▶ [Task to complete] Once the line containing "let port = listener.local_addr().unwrap().port();" is found, set down that line and each one after it exactly, through the end of the entries.
(Data Opens)
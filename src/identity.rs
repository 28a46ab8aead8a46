//! Login for in-app clients.
//!
//! A login checks the roster, resolves the user in the remote directory
//! (creating it on first use) and issues a client token bound to the name.

use std::collections::HashMap;
use std::sync::Arc;

use tokio::sync::Mutex;
use tracing::{info, warn};

use crate::directory::Directory;
use crate::error::IdentityError;
use crate::roster::Roster;
use crate::token::TokenIssuer;

/// Outcome of resolving a name in the directory.
#[derive(Debug, Clone, PartialEq, Eq)]
pub enum UserResolution {
    /// An entry already existed.
    Found(String),
    /// No entry existed, one was created.
    Created(String),
    /// Both lookup and creation failed.
    Failed,
}

impl UserResolution {
    pub fn user_id(&self) -> Option<&str> {
        match self {
            UserResolution::Found(id) | UserResolution::Created(id) => Some(id),
            UserResolution::Failed => None,
        }
    }
}

/// Result of a successful login.
#[derive(Debug, Clone)]
pub struct LoginGrant {
    pub name: String,
    /// `None` when the directory could not be reached; the token is still valid.
    pub user_id: Option<String>,
    pub token: String,
}

pub struct IdentityBroker {
    roster: Arc<Roster>,
    directory: Arc<dyn Directory>,
    tokens: TokenIssuer,
    /// One lock per roster name so concurrent logins never double-create.
    resolve_locks: HashMap<String, Arc<Mutex<()>>>,
}

impl IdentityBroker {
    pub fn new(roster: Arc<Roster>, directory: Arc<dyn Directory>, tokens: TokenIssuer) -> Self {
        let resolve_locks = roster
            .names()
            .iter()
            .map(|name| (name.clone(), Arc::new(Mutex::new(()))))
            .collect();
        Self {
            roster,
            directory,
            tokens,
            resolve_locks,
        }
    }

    /// Log in `name`. Callers normalise case before calling.
    pub async fn login(&self, name: &str) -> Result<LoginGrant, IdentityError> {
        if !self.roster.contains(name) {
            warn!(name, "Login rejected, user not on roster");
            return Err(IdentityError::Unauthorized {
                name: name.to_string(),
            });
        }

        let resolution = self.resolve_or_create(name).await;
        if resolution == UserResolution::Failed {
            warn!(name, "Directory unavailable, issuing token without user id");
        }

        let token = self.tokens.client_token(Some(name))?;
        info!(name, user_id = ?resolution.user_id(), "User logged in");

        Ok(LoginGrant {
            name: name.to_string(),
            user_id: resolution.user_id().map(str::to_string),
            token,
        })
    }

    /// Look `name` up in the directory, creating it when absent.
    pub async fn resolve_or_create(&self, name: &str) -> UserResolution {
        let _guard = match self.resolve_locks.get(name) {
            Some(lock) => Some(lock.lock().await),
            None => None,
        };

        match self.directory.find_user(name).await {
            Ok(Some(id)) => return UserResolution::Found(id),
            Ok(None) => info!(name, "User not in directory, creating"),
            Err(e) => warn!(name, error = %e, "Directory lookup failed, trying create"),
        }

        match self.directory.create_user(name).await {
            Ok(id) => {
                info!(name, id = %id, "Directory user created");
                UserResolution::Created(id)
            }
            Err(e) => {
                warn!(name, error = %e, "Directory create failed");
                UserResolution::Failed
            }
        }
    }
}
/// Start the broker against `directory_url`, return its base URL.
async fn start_broker(directory_url: &str) -> String {
    let roster = Arc::new(Roster::parse("alice, bob").unwrap());
    let tokens = test_tokens();
    let directory: Arc<dyn Directory> = Arc::new(
        HttpDirectory::new(directory_url, tokens.clone(), Duration::from_secs(2)).unwrap(),
    );

    let state = AppState {
        router: CallRouter::new(Arc::clone(&roster), SERVICE_NUMBER),
        identity: Arc::new(IdentityBroker::new(
            Arc::clone(&roster),
            Arc::clone(&directory),
            tokens,
        )),
        sessions: Arc::new(SessionTerminator::new(directory)),
        dc: "us-3".into(),
        service_number: SERVICE_NUMBER.into(),
        public_host: None,
    };

    let listener = TcpListener::bind("127.0.0.1:0").await.unwrap();
    let port = listener.local_addr().unwrap().port();
    tokio::spawn(async move {
        axum::serve(listener, broker_routes(state)).await.unwrap();
    });

    // Give the server a moment to start accepting connections.
    tokio::time::sleep(Duration::from_millis(50)).await;

    format!("http://127.0.0.1:{port}")
}

async fn start() -> (String, Arc<StubDirectory>) {
    let (directory_url, stub) = start_stub_directory().await;
    (start_broker(&directory_url).await, stub)
}

async fn get_json(url: &str) -> (StatusCode, Value) {
    let resp = reqwest::get(url).await.unwrap();
    let status = StatusCode::from_u16(resp.status().as_u16()).unwrap();
    (status, resp.json().await.unwrap())
}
(Data Closes)
▶ [Written reply]
    let port = listener.local_addr().unwrap().port();
    tokio::spawn(async move {
        axum::serve(listener, broker_routes(state)).await.unwrap();
    });

    // Give the server a moment to start accepting connections.
    tokio::time::sleep(Duration::from_millis(50)).await;

    format!("http://127.0.0.1:{port}")
}

async fn start() -> (String, Arc<StubDirectory>) {
    let (directory_url, stub) = start_stub_directory().await;
    (start_broker(&directory_url).await, stub)
}

async fn get_json(url: &str) -> (StatusCode, Value) {
    let resp = reqwest::get(url).await.unwrap();
    let status = StatusCode::from_u16(resp.status().as_u16()).unwrap();
    (status, resp.json().await.unwrap())
}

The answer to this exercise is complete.